◆ **Exercise requirements**:
Your answer should be every line of the records that contains the word "ApiResponse", copied as it stands.

Collected data entries:
• • • • •
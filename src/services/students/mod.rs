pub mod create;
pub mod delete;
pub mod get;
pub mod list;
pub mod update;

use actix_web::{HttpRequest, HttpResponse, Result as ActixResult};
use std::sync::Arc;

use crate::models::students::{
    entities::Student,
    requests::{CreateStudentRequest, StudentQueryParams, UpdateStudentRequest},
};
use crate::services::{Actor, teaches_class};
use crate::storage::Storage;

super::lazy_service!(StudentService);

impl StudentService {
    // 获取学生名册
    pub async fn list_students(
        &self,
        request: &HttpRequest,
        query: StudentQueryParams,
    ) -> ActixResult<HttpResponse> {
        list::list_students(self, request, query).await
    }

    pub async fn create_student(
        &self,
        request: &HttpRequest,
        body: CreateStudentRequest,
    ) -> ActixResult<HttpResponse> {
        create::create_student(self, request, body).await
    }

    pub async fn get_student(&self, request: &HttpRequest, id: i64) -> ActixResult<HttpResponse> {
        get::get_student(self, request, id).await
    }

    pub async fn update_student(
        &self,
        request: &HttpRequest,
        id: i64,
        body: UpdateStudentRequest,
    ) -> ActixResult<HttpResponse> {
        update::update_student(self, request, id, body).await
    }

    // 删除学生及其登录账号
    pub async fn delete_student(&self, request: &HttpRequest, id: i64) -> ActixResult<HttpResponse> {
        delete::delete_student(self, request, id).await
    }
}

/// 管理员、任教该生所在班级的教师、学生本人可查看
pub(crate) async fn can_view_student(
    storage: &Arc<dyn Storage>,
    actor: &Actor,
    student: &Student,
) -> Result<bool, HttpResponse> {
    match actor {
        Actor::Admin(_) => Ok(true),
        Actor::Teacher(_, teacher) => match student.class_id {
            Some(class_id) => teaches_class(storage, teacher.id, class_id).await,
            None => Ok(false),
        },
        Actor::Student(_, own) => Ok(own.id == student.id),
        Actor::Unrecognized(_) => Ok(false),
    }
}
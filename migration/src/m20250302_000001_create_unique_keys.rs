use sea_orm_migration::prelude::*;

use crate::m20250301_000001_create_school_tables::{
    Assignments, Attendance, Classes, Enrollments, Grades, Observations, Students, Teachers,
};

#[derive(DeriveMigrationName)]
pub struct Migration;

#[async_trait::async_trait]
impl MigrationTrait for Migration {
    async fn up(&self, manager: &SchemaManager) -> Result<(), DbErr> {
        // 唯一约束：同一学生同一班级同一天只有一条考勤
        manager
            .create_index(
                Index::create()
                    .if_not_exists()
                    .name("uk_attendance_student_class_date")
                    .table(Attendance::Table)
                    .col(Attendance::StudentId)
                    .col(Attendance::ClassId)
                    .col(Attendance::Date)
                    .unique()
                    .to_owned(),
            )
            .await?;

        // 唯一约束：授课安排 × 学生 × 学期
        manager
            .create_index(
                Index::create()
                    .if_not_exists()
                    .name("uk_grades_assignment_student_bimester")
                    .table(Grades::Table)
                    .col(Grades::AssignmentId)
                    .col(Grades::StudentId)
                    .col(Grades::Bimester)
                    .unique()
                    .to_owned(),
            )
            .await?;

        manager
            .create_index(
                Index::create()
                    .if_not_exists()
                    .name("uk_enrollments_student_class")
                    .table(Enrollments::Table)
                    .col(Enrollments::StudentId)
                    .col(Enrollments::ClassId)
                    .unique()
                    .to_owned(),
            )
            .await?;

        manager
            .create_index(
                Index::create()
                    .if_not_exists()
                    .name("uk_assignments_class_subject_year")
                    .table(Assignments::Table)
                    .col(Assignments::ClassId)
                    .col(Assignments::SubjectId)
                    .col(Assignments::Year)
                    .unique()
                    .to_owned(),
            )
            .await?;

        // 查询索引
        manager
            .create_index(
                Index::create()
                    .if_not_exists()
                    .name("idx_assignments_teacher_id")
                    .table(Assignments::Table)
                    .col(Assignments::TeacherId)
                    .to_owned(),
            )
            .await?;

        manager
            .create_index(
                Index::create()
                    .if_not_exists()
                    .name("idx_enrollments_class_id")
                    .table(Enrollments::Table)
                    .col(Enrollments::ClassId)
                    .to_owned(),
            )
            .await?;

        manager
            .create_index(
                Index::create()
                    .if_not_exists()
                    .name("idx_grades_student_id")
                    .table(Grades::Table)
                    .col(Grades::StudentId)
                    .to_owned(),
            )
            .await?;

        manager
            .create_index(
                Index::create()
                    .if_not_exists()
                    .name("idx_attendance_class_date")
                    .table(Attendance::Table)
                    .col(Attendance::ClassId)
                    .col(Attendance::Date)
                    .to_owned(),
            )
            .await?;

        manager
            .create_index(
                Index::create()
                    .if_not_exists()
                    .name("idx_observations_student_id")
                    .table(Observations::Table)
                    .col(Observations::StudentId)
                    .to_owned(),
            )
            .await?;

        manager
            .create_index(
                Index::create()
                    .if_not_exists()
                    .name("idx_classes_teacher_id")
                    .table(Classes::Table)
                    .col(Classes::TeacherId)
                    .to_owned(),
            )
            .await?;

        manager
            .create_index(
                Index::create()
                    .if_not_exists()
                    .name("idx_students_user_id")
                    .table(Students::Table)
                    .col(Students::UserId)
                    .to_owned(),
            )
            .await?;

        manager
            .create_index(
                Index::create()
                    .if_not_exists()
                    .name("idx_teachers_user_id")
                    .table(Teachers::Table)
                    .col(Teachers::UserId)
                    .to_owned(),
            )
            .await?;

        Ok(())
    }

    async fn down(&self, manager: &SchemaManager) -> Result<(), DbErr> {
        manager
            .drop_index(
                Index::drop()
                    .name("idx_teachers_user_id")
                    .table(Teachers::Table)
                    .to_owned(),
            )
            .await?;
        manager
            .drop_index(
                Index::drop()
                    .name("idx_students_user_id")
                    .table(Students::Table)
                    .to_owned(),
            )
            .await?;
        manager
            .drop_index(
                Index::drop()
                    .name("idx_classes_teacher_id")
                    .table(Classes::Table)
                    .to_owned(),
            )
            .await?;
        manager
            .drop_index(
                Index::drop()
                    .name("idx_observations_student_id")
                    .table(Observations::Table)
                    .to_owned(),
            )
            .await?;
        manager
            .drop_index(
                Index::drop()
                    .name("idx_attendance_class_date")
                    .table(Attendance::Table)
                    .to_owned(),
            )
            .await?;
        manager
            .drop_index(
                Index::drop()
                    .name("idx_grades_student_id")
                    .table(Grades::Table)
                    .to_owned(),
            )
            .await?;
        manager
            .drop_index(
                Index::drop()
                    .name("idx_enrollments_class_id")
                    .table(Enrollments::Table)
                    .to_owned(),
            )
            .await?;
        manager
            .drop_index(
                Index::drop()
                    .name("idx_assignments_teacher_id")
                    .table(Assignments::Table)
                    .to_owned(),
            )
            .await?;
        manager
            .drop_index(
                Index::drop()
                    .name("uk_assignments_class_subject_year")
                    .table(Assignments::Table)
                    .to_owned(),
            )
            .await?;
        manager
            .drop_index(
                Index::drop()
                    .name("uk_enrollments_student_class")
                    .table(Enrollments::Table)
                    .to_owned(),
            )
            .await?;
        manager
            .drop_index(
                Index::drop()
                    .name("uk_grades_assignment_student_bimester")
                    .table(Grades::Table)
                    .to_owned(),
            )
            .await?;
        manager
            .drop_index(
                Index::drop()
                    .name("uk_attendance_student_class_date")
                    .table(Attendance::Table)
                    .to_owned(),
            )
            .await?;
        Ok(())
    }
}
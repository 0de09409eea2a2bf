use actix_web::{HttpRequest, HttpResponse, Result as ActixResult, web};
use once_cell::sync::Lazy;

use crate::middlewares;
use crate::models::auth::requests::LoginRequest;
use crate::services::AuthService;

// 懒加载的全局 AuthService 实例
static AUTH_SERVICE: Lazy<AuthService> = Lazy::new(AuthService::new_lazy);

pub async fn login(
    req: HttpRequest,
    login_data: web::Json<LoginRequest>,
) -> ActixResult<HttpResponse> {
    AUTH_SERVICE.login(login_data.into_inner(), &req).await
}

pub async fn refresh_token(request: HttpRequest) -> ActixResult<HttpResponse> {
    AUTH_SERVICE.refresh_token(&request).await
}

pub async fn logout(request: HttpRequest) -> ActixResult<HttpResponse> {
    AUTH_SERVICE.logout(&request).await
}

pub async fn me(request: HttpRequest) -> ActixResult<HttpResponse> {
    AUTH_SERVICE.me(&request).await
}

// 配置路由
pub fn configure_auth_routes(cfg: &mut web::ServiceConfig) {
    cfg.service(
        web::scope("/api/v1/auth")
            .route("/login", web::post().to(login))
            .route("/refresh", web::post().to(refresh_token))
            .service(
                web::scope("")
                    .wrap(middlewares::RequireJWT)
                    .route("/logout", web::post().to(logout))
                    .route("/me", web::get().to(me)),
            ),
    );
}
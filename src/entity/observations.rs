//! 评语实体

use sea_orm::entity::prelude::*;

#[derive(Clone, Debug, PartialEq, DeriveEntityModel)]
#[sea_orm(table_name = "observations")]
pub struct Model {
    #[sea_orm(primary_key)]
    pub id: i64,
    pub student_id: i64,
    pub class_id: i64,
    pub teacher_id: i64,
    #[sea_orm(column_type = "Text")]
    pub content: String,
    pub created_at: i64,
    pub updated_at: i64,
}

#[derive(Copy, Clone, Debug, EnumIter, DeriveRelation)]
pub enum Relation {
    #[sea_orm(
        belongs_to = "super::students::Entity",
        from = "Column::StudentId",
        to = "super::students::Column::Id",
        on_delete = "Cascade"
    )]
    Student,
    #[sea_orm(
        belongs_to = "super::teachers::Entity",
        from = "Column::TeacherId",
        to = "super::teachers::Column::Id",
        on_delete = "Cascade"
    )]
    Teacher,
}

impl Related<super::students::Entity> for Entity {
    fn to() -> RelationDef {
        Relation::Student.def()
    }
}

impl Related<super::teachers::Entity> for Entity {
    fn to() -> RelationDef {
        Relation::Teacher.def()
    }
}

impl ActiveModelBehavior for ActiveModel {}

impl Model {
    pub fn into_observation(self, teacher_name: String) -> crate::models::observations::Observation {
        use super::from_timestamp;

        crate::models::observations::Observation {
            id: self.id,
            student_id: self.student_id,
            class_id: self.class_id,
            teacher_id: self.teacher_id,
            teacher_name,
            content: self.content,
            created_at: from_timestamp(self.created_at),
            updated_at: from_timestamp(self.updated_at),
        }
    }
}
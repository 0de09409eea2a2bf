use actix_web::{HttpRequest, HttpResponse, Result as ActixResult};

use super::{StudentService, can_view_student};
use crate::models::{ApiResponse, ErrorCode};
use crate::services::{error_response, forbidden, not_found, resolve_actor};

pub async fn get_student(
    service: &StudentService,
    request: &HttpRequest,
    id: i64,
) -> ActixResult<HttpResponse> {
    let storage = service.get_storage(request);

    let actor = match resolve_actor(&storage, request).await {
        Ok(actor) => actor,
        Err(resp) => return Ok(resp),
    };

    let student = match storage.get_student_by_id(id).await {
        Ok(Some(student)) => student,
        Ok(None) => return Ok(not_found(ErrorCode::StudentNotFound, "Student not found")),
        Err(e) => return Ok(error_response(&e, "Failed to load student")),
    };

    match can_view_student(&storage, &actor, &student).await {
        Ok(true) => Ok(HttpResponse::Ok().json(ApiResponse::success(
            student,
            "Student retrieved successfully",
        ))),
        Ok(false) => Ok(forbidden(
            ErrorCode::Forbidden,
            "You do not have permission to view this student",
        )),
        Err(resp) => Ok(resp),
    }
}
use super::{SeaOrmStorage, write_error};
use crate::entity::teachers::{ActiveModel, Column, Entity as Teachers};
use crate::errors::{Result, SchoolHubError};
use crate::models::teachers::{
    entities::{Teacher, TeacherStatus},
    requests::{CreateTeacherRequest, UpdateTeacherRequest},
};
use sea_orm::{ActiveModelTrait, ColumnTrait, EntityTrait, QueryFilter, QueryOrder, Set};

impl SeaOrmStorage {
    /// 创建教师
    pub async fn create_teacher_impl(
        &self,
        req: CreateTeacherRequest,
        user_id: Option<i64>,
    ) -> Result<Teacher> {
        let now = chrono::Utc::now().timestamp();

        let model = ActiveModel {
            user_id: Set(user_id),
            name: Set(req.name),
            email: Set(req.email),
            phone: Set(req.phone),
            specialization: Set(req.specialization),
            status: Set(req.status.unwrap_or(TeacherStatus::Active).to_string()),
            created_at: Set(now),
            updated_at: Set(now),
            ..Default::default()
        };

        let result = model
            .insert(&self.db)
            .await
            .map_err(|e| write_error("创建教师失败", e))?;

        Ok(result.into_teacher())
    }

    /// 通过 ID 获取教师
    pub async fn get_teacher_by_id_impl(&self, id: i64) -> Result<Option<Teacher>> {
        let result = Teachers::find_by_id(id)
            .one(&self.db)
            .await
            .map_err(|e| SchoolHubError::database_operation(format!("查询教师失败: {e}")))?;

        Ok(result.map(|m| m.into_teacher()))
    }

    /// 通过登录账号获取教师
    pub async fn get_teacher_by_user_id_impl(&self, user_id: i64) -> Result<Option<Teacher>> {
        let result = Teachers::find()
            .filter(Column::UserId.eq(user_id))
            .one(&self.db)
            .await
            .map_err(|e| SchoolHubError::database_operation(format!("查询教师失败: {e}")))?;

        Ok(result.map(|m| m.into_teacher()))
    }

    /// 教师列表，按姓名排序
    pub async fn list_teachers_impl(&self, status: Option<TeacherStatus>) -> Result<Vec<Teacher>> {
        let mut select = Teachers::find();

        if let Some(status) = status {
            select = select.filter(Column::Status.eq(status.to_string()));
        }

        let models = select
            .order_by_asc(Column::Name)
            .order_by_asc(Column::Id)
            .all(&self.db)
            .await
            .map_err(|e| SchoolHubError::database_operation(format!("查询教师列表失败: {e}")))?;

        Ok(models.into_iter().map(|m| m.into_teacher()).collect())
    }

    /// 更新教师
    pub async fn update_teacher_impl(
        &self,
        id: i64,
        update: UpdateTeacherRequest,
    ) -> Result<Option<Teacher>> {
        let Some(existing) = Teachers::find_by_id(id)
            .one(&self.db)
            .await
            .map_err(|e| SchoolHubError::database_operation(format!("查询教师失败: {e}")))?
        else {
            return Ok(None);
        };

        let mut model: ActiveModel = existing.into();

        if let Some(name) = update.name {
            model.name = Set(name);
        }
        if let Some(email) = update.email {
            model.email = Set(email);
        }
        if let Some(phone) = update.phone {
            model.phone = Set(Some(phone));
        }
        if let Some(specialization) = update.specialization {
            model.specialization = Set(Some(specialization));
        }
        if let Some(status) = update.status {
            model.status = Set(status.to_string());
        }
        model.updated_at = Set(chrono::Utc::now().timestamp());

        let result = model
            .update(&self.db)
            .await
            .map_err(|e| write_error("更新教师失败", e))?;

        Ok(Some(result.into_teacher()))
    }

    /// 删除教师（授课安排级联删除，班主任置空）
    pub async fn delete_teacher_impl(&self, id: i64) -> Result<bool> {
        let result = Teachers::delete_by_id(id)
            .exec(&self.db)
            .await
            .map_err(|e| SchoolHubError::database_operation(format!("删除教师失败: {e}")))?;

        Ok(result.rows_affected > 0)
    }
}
• • • • •
◆ **Solved problem**:
use crate::models::{ApiResponse, ErrorCode};
        Ok(true) => Ok(HttpResponse::Ok().json(ApiResponse::success(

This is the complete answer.